Les députés de gauche pourraient éventuellement quitter l’hémicycle en signe de protestation jeudi. En tout cas, le recours à l’article 40 ne restera pas sans conséquence pour les travaux parlementaires, avertit Olivier Faure, qui va jusqu’à évoquer un boycott de la présidente de l’Assemblée. « On ne discutera plus avec elle. Elle nous propose en ce moment de venir discuter avec elle de la réforme des institutions. Franchement, la première chose avant de réformer les institutions serait d’appliquer une jurisprudence constante sur l’article 40 », explique notre invité. Avant de lâcher : « Je ne vais pas continuer à faire le guignol avec des gens qui me prennent pour un con. Il y a un moment où chacun doit prendre ses responsabilités. »

La piste d’une nouvelle motion de censure en revanche, ne fait pas partie des options de représailles retenues par les socialistes, même si cette idée est défendue par leurs partenaires insoumis. Olivier Faure estime, en effet, qu’il n’est pas possible à l’heure actuelle de rassembler suffisamment de voix pour renverser le gouvernement, ce qui apparaîtrait nécessairement comme une nouvelle défaite pour les oppositions. « Nous devons avoir ce débat entre nous. Mais je pense qu’il n’est pas utile de donner le point au gouvernement en laissant penser qu’un vote a été perdu et que nous sommes dans une situation sans majorité contre le projet des retraites », souligne-t-il.

Les excès d’un parlementarisme rationalisé

En prenant le contrepied de la commission des finances pour faire déclarer irrecevables certains amendements, même si le règlement de l’Assemblée nationale l’y autorise, Yaël Braun-Pivet se place effectivement en porte-à-faux des usages au Palais Bourbon. Traditionnellement, l’appréciation de la recevabilité financière d’une proposition de loi, notamment lorsque celle-ci est issue des rangs de l’opposition et discutée dans le cadre d’une niche parlementaire, se veut plutôt souple afin de ne pas brider les initiatives parlementaires. Cette séquence pourrait donc ouvrir la voie à une application plus stricte des modalités d’encadrement du droit d’amendement et de proposition des élus.

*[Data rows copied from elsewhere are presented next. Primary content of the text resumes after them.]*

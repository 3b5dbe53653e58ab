//! # BFF 自身のエンドポイントの OpenAPI 記述
//!
//! ハンドラの `#[utoipa::path]` から組み立てる。`/api/{path}` は上流 API への
//! 透過プロキシなので、個々の上流エンドポイントは記述しない。
//! YAML は `cargo run -p relaygate-bff --bin generate-openapi` で出力する。

use utoipa::{
    Modify,
    OpenApi,
    openapi::security::{ApiKey, ApiKeyValue, SecurityScheme},
};

use crate::{
    handler::{auth, error_page, health, proxy},
    session::SESSION_COOKIE,
};

#[derive(OpenApi)]
#[openapi(
   info(
      title = "Relaygate BFF API",
      description = "セッションに紐づくトークンで上流 API を仲介する BFF"
   ),
   paths(
      // health
      health::health_check,
      health::readiness_check,
      // auth
      auth::login::login,
      auth::callback::callback,
      auth::logout::logout,
      auth::logout::logout_redirect,
      auth::session::me,
      error_page::error_page,
      // proxy
      proxy::proxy,
   ),
   components(schemas(
      relaygate_shared::ErrorResponse,
      crate::error::ClientErrorBody,
   )),
   tags(
      (name = "health", description = "ヘルスチェック"),
      (name = "auth", description = "認証"),
      (name = "proxy", description = "上流 API へのプロキシ"),
   ),
   modifiers(&SecurityAddon)
)]
pub struct ApiDoc;

/// `session_auth`: 暗号化セッション Cookie
struct SecurityAddon;

impl Modify for SecurityAddon {
    fn modify(&self, openapi: &mut utoipa::openapi::OpenApi) {
        let components = openapi.components.get_or_insert_default();
        components.add_security_scheme(
            "session_auth",
            SecurityScheme::ApiKey(ApiKey::Cookie(ApiKeyValue::with_description(
                SESSION_COOKIE,
                "ログイン時に発行される暗号化セッション Cookie（トークン方式が sealed-session の場合）",
            ))),
        );
    }
}
//! # 戻り先パス
//!
//! 認証完了後にリダイレクトする先を表す値オブジェクト。

use derive_more::Display;

/// 認証後の戻り先パス（値オブジェクト）
///
/// # 不変条件
///
/// - `/` で始まる同一オリジンのパス
/// - `//` で始まるプロトコル相対 URL や、`\` を含むパスは受け付けない
///
/// オープンリダイレクトを防ぐため、条件を満たさない値は
/// [`ReturnTo::parse_or`] で既定値に置き換える。
///
/// # 使用例
///
/// ```rust
/// use relaygate_domain::return_to::ReturnTo;
///
/// let fallback = ReturnTo::root();
/// assert_eq!(ReturnTo::parse_or(Some("/dashboard"), &fallback).as_str(), "/dashboard");
/// assert_eq!(ReturnTo::parse_or(Some("https://evil.example"), &fallback).as_str(), "/");
/// ```
#[derive(Debug, Clone, PartialEq, Eq, Display)]
pub struct ReturnTo(String);

impl ReturnTo {
    /// 戻り先として安全なパスなら作成する
    pub fn parse(value: &str) -> Option<Self> {
        let is_safe = value.starts_with('/')
            && !value.starts_with("//")
            && !value.contains('\\')
            && !value.chars().any(char::is_control);
        is_safe.then(|| Self(value.to_string()))
    }

    /// パースに失敗したら既定値を使う
    pub fn parse_or(value: Option<&str>, fallback: &ReturnTo) -> Self {
        value
            .and_then(Self::parse)
            .unwrap_or_else(|| fallback.clone())
    }

    /// ルートパス `/`
    pub fn root() -> Self {
        Self("/".to_string())
    }

    pub fn as_str(&self) -> &str {
        &self.0
    }
}
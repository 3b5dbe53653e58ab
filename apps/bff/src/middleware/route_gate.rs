//! # ルートガード
//!
//! ハンドラより先に実行され、保護ルートへの未認証アクセスを
//! 再認証フローへ迂回させる。
//!
//! ```text
//! リクエスト ─▶ 保護ルート? ─No─▶ Allowed
//!                  │Yes
//!                  ▼
//!            有効な認証情報? ─Yes─▶ Allowed
//!                  │No
//!                  ▼
//!              Diverted（戻り先マーカーを書き、/error-page?code=unauthorized へ）
//! ```
//!
//! 判定は読み取りのみ。同じリクエストとセッションなら何度評価しても同じ結果になる。

use std::sync::Arc;

use axum::{
    extract::{Request, State},
    middleware::Next,
    response::{IntoResponse, Response},
};
use relaygate_domain::{error_code::AuthErrorCode, return_to::ReturnTo};
use relaygate_shared::{event_log::event, log_business_event};

use crate::{
    error::redirect_to_error_page,
    session::{CredentialResolver, SessionStore},
};

/// ログイン必須のパスプレフィックス一覧
///
/// プレフィックスはパスセグメント単位で一致させる
/// （`/dashboard` は `/dashboard/x` に一致し、`/dashboards` には一致しない）。
#[derive(Debug, Clone, PartialEq, Eq)]
pub struct ProtectedRoutes(Vec<String>);

impl Default for ProtectedRoutes {
    fn default() -> Self {
        Self(vec!["/dashboard".to_string(), "/mypage".to_string()])
    }
}

impl ProtectedRoutes {
    /// カンマ区切りの文字列からパースする
    ///
    /// 空要素は無視し、先頭に `/` を補い末尾の `/` を除く。
    pub fn parse(value: &str) -> Self {
        Self(
            value
                .split(',')
                .map(|prefix| prefix.trim().trim_end_matches('/'))
                .filter(|prefix| !prefix.is_empty())
                .map(|prefix| {
                    if prefix.starts_with('/') {
                        prefix.to_string()
                    } else {
                        format!("/{prefix}")
                    }
                })
                .collect(),
        )
    }

    pub fn matches(&self, path: &str) -> bool {
        self.0.iter().any(|prefix| {
            path.strip_prefix(prefix.as_str())
                .is_some_and(|rest| rest.is_empty() || rest.starts_with('/'))
        })
    }
}

/// ルートガードの判定結果
#[derive(Debug, Clone, Copy, PartialEq, Eq)]
pub enum GateDecision {
    Allowed,
    Diverted,
}

impl GateDecision {
    /// 判定する
    ///
    /// 認証情報の確認は保護ルートの場合だけ行う。
    pub fn evaluate(
        routes: &ProtectedRoutes,
        path: &str,
        has_live_credential: impl FnOnce() -> bool,
    ) -> Self {
        if !routes.matches(path) || has_live_credential() {
            Self::Allowed
        } else {
            Self::Diverted
        }
    }
}

/// ルートガード用の状態
pub struct RouteGateState {
    pub protected_routes: ProtectedRoutes,
    pub resolver:         CredentialResolver,
    pub sessions:         Arc<SessionStore>,
}

/// ルートガードミドルウェア
pub async fn route_gate(
    State(state): State<Arc<RouteGateState>>,
    request: Request,
    next: Next,
) -> Response {
    let decision = GateDecision::evaluate(&state.protected_routes, request.uri().path(), || {
        state.resolver.resolve(request.headers()).is_some()
    });

    if decision == GateDecision::Allowed {
        return next.run(request).await;
    }

    let destination = request
        .uri()
        .path_and_query()
        .map_or(request.uri().path(), |pq| pq.as_str());
    let return_to = ReturnTo::parse(destination).unwrap_or_else(ReturnTo::root);

    log_business_event!(
        event.category = event::category::AUTH,
        event.action = event::action::ROUTE_DIVERTED,
        event.result = event::result::FAILURE,
        event.path = %return_to,
        "未認証のため保護ルートから迂回"
    );

    let cookies = state
        .sessions
        .open(request.headers())
        .remember_return_to(&return_to);
    (cookies, redirect_to_error_page(AuthErrorCode::Unauthorized)).into_response()
}
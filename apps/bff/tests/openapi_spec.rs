//! # OpenAPI 仕様テスト
//!
//! utoipa から生成される OpenAPI 仕様の整合性を検証する。

use relaygate_bff::openapi::ApiDoc;
use utoipa::OpenApi;

#[test]
fn test_openapi仕様がパニックせず生成される() {
   let doc = ApiDoc::openapi();
   // パニックしなければ成功
   let _yaml = doc.to_yaml().unwrap();
}

#[test]
fn test_全パスが含まれている() {
   let doc = ApiDoc::openapi();
   let paths: Vec<&str> = doc.paths.paths.keys().map(|k| k.as_str()).collect();

   // 8 パス（9 ハンドラ、ログアウトは GET / POST の 2 メソッド）
   assert_eq!(paths.len(), 8, "パス数が 8 であること: {paths:?}");

   assert!(paths.contains(&"/health"));
   assert!(paths.contains(&"/health/ready"));
   assert!(paths.contains(&"/api/auth/login"));
   assert!(paths.contains(&"/api/auth/callback"));
   assert!(paths.contains(&"/api/auth/logout"));
   assert!(paths.contains(&"/api/auth/me"));
   assert!(paths.contains(&"/error-page"));
   assert!(paths.contains(&"/api/{path}"));
}

#[test]
fn test_ログアウトはgetとpostの両方を持つ() {
   let doc = ApiDoc::openapi();
   let logout = doc
      .paths
      .paths
      .get("/api/auth/logout")
      .expect("/api/auth/logout が存在すること");

   assert!(logout.get.is_some());
   assert!(logout.post.is_some());
}

#[test]
fn test_session_authセキュリティスキームが含まれている() {
   let doc = ApiDoc::openapi();
   let components = doc.components.as_ref().expect("components が存在すること");
   assert!(
      components.security_schemes.contains_key("session_auth"),
      "session_auth セキュリティスキームが存在すること"
   );
}

#[test]
fn test_全タグが含まれている() {
   let doc = ApiDoc::openapi();
   let tags: Vec<&str> = doc
      .tags
      .as_ref()
      .expect("tags が存在すること")
      .iter()
      .map(|t| t.name.as_str())
      .collect();

   assert_eq!(tags, vec!["health", "auth", "proxy"]);
}

#[test]
fn test_エラーレスポンスのスキーマが登録されている() {
   let doc = ApiDoc::openapi();
   let components = doc.components.as_ref().expect("components が存在すること");
   let schemas: Vec<&String> = components.schemas.keys().collect();

   assert!(
      components.schemas.contains_key("ErrorResponse"),
      "ErrorResponse スキーマが存在すること: {schemas:?}"
   );
   assert!(
      components.schemas.contains_key("ClientErrorBody"),
      "ClientErrorBody スキーマが存在すること: {schemas:?}"
   );
}

#[test]
fn test_バージョンはパッケージのバージョン() {
   let doc = ApiDoc::openapi();

   assert_eq!(doc.info.title, "Relaygate BFF API");
   assert_eq!(doc.info.version, env!("CARGO_PKG_VERSION"));
}
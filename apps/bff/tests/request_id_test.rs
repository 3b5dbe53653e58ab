//! # Request ID レイヤーのテスト
//!
//! `build_app` が組み立てたレイヤー構成（SetRequestIdLayer + PropagateRequestIdLayer +
//! カスタム make_span_with）が正しく動作することを検証する。
//!
//! - 採番した `X-Request-Id` は UUID v7 で、リクエストごとに異なる
//! - クライアント提供の `X-Request-Id` はそのまま返す
//! - ルートガードの迂回や上流障害のレスポンスにも付く

use std::{sync::Arc, time::Duration};

use axum::{Router, body::Body};
use http::{Request, StatusCode};
use relaygate_bff::{app_builder::build_app, client::HttpUpstreamTransport, config::BffConfig};
use tower::ServiceExt;

/// テスト用のアプリケーションを構築する
///
/// 上流には接続しないエンドポイントだけを叩く。
fn test_app() -> Router {
    let config = BffConfig::from_lookup(|name| {
        let value = match name {
            "BFF_PORT" => "13000",
            "UPSTREAM_URL" => "http://127.0.0.1:1",
            "SESSION_SECRET" => "request-id-test-secret-0123456789abcdef",
            _ => return None,
        };
        Some(value.to_string())
    })
    .unwrap();
    let transport = HttpUpstreamTransport::new(&config.upstream_url, Duration::from_secs(1)).unwrap();
    build_app(&config, Arc::new(transport))
}

fn get(uri: &str) -> Request<Body> {
    Request::builder().uri(uri).body(Body::empty()).unwrap()
}

fn request_id_of(response: &axum::response::Response) -> &str {
    response
        .headers()
        .get("x-request-id")
        .expect("レスポンスに x-request-id ヘッダーが含まれること")
        .to_str()
        .unwrap()
}

#[tokio::test]
async fn test_採番したrequest_idはuuid_v7でレスポンスに載る() {
    let response = test_app().oneshot(get("/health")).await.unwrap();

    assert_eq!(response.status(), StatusCode::OK);
    let request_id = request_id_of(&response);
    let uuid = uuid::Uuid::parse_str(request_id)
        .unwrap_or_else(|_| panic!("有効な UUID であること: {request_id}"));
    assert_eq!(uuid.get_version(), Some(uuid::Version::SortRand));
}

#[tokio::test]
async fn test_リクエストごとに別のrequest_idを採番する() {
    let app = test_app();

    let first = app.clone().oneshot(get("/health")).await.unwrap();
    let second = app.oneshot(get("/health")).await.unwrap();

    assert_ne!(request_id_of(&first), request_id_of(&second));
}

#[tokio::test]
async fn test_クライアント提供のrequest_idはそのまま返す() {
    let mut request = get("/error-page?code=unauthorized");
    request
        .headers_mut()
        .insert("x-request-id", "client-provided-request-id-123".parse().unwrap());

    let response = test_app().oneshot(request).await.unwrap();

    assert_eq!(response.status(), StatusCode::OK);
    assert_eq!(request_id_of(&response), "client-provided-request-id-123");
}

#[tokio::test]
async fn test_ルートガードの迂回レスポンスにもrequest_idが付く() {
    let response = test_app().oneshot(get("/dashboard")).await.unwrap();

    assert_eq!(response.status(), StatusCode::TEMPORARY_REDIRECT);
    assert!(!request_id_of(&response).is_empty());
}

#[tokio::test]
async fn test_上流に届かないreadinessにもrequest_idが付く() {
    let response = test_app().oneshot(get("/health/ready")).await.unwrap();

    assert_eq!(response.status(), StatusCode::SERVICE_UNAVAILABLE);
    assert!(!request_id_of(&response).is_empty());
}
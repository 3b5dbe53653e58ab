//! # セッション Cookie
//!
//! 暗号化セッション Cookie（`PrivateCookieJar`、AES-GCM）と、平文 Cookie
//! （生トークン・戻り先マーカー）をまとめて扱う。
//!
//! 読み取りは状態を変更しない。書き込みは差分としてレスポンスの `Set-Cookie` に乗る。

use std::convert::Infallible;

use axum::{
    http::HeaderMap,
    response::{IntoResponseParts, ResponseParts},
};
use axum_extra::extract::{
    CookieJar,
    PrivateCookieJar,
    cookie::{Cookie, Key, SameSite},
};
use relaygate_domain::{
    credential::CredentialPair,
    return_to::ReturnTo,
    session::SessionRecord,
};
use relaygate_shared::event_log::error;

use super::TokenStrategy;
use crate::config::SessionSettings;

/// 暗号化セッション Cookie 名
pub const SESSION_COOKIE: &str = "app_session";
/// 生アクセストークン Cookie 名
pub const ACCESS_TOKEN_COOKIE: &str = "access_token";
/// 生リフレッシュトークン Cookie 名
pub const REFRESH_TOKEN_COOKIE: &str = "refresh_token";
/// 戻り先マーカー Cookie 名
pub const RETURN_TO_COOKIE: &str = "auth_return_to";

/// 戻り先マーカーの有効期間（5 分）
const RETURN_TO_MAX_AGE: time::Duration = time::Duration::minutes(5);

/// Cookie の属性ポリシー
#[derive(Debug, Clone, Copy)]
struct CookiePolicy {
    strategy: TokenStrategy,
    max_age:  time::Duration,
    secure:   bool,
}

/// セッションストア
///
/// リクエストヘッダーから [`SessionCookies`] を開く。鍵と属性だけを保持し、
/// サーバー側に状態は持たない。
#[derive(Clone)]
pub struct SessionStore {
    key:    Key,
    policy: CookiePolicy,
}

impl SessionStore {
    pub fn new(settings: &SessionSettings, strategy: TokenStrategy) -> Self {
        Self {
            key:    settings.secret.derive_key(),
            policy: CookiePolicy {
                strategy,
                max_age: settings.max_age,
                secure: settings.secure,
            },
        }
    }

    pub fn strategy(&self) -> TokenStrategy {
        self.policy.strategy
    }

    /// リクエストヘッダーの Cookie を読み込む
    pub fn open(&self, headers: &HeaderMap) -> SessionCookies {
        SessionCookies {
            sealed: PrivateCookieJar::from_headers(headers, self.key.clone()),
            plain:  CookieJar::from_headers(headers),
            policy: self.policy,
        }
    }
}

/// 1 リクエスト分のセッション Cookie
///
/// 変更系メソッドは `self` を消費して新しい値を返す（`CookieJar` と同じ流儀）。
/// ハンドラはレスポンスにこの値を含めて返すことで変更を確定させる。
pub struct SessionCookies {
    sealed: PrivateCookieJar,
    plain:  CookieJar,
    policy: CookiePolicy,
}

impl SessionCookies {
    /// 現在のセッションレコード
    ///
    /// 復号・パースに失敗した Cookie は存在しないものとして扱う。
    pub fn record(&self) -> SessionRecord {
        if self.policy.strategy.is_sealed() {
            self.sealed
                .get(SESSION_COOKIE)
                .and_then(|cookie| match serde_json::from_str(cookie.value()) {
                    Ok(record) => Some(record),
                    Err(e) => {
                        tracing::warn!(
                            error.category = error::category::INFRASTRUCTURE,
                            error.kind = error::kind::SESSION,
                            "セッション Cookie を解釈できません: {}",
                            e
                        );
                        None
                    }
                })
                .unwrap_or_default()
        } else {
            CredentialPair::from_parts(
                self.plain.get(ACCESS_TOKEN_COOKIE).map(Cookie::value),
                self.plain.get(REFRESH_TOKEN_COOKIE).map(Cookie::value),
                None,
            )
            .map(|pair| SessionRecord::logged_in(&pair))
            .unwrap_or_default()
        }
    }

    /// 現在の認証情報ペア
    pub fn credential(&self) -> Option<CredentialPair> {
        self.record().credential()
    }

    /// 認証情報ペアを保存する
    ///
    /// 両トークンを 1 つの書き込みで差し替える。
    pub fn persist(self, credential: &CredentialPair) -> Self {
        if self.policy.strategy.is_sealed() {
            let mut record = self.record();
            record.replace_credential(credential);
            self.write_record(&record)
        } else {
            let access = self.token_cookie(ACCESS_TOKEN_COOKIE, credential.access_token());
            let refresh = self.token_cookie(REFRESH_TOKEN_COOKIE, credential.refresh_token());
            Self {
                plain: self.plain.add(access).add(refresh),
                ..self
            }
        }
    }

    /// ローカルの認証状態をすべて破棄する
    pub fn destroy(self) -> Self {
        Self {
            sealed: self.sealed.remove(removal_cookie(SESSION_COOKIE)),
            plain: self
                .plain
                .remove(removal_cookie(ACCESS_TOKEN_COOKIE))
                .remove(removal_cookie(REFRESH_TOKEN_COOKIE)),
            ..self
        }
    }

    /// 戻り先マーカー
    ///
    /// 安全でないパスが入っていた場合は `None`。
    pub fn return_to(&self) -> Option<ReturnTo> {
        self.plain
            .get(RETURN_TO_COOKIE)
            .and_then(|cookie| ReturnTo::parse(cookie.value()))
    }

    /// 戻り先マーカーを書き込む（5 分間有効）
    pub fn remember_return_to(self, return_to: &ReturnTo) -> Self {
        let cookie = Cookie::build((RETURN_TO_COOKIE, return_to.as_str().to_string()))
            .path("/")
            .max_age(RETURN_TO_MAX_AGE)
            .http_only(true)
            .same_site(SameSite::Lax)
            .secure(self.policy.secure)
            .build();
        Self {
            plain: self.plain.add(cookie),
            ..self
        }
    }

    /// 戻り先マーカーを削除する
    pub fn forget_return_to(self) -> Self {
        Self {
            plain: self.plain.remove(removal_cookie(RETURN_TO_COOKIE)),
            ..self
        }
    }

    fn write_record(self, record: &SessionRecord) -> Self {
        let value = match serde_json::to_string(record) {
            Ok(value) => value,
            Err(e) => {
                tracing::error!(
                    error.category = error::category::INFRASTRUCTURE,
                    error.kind = error::kind::SESSION,
                    "セッションレコードの直列化に失敗: {}",
                    e
                );
                return self;
            }
        };
        let cookie = Cookie::build((SESSION_COOKIE, value))
            .path("/")
            .max_age(self.policy.max_age)
            .http_only(true)
            .same_site(SameSite::Lax)
            .secure(self.policy.secure)
            .build();
        Self {
            sealed: self.sealed.add(cookie),
            ..self
        }
    }

    fn token_cookie(&self, name: &'static str, value: &str) -> Cookie<'static> {
        Cookie::build((name, value.to_string()))
            .path("/")
            .max_age(self.policy.max_age)
            .http_only(true)
            .same_site(SameSite::Strict)
            .secure(self.policy.secure)
            .build()
    }
}

impl IntoResponseParts for SessionCookies {
    type Error = Infallible;

    fn into_response_parts(self, res: ResponseParts) -> Result<ResponseParts, Self::Error> {
        let res = self.sealed.into_response_parts(res)?;
        self.plain.into_response_parts(res)
    }
}

/// 削除用 Cookie（属性は発行時と同じ `Path=/`）
fn removal_cookie(name: &'static str) -> Cookie<'static> {
    Cookie::build((name, "")).path("/").build()
}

« On a vu depuis quelques mois que la Constitution, telle qu’elle est conçue aujourd’hui, permet en réalité de s’affranchir de beaucoup de choses. Article 47-1 pour limiter la durée des débats, article 44-3 pour faire des votes bloqués, article 49-3 pour interdire le vote, et maintenant l’article 40 pour empêcher la discussion d’une proposition de loi… », énumère Olivier Faure. « Vous pensez vraiment que cela ne suffit pas, qu’il faut en rajouter encore, brider davantage ? », interroge le député de Seine-et-Marne.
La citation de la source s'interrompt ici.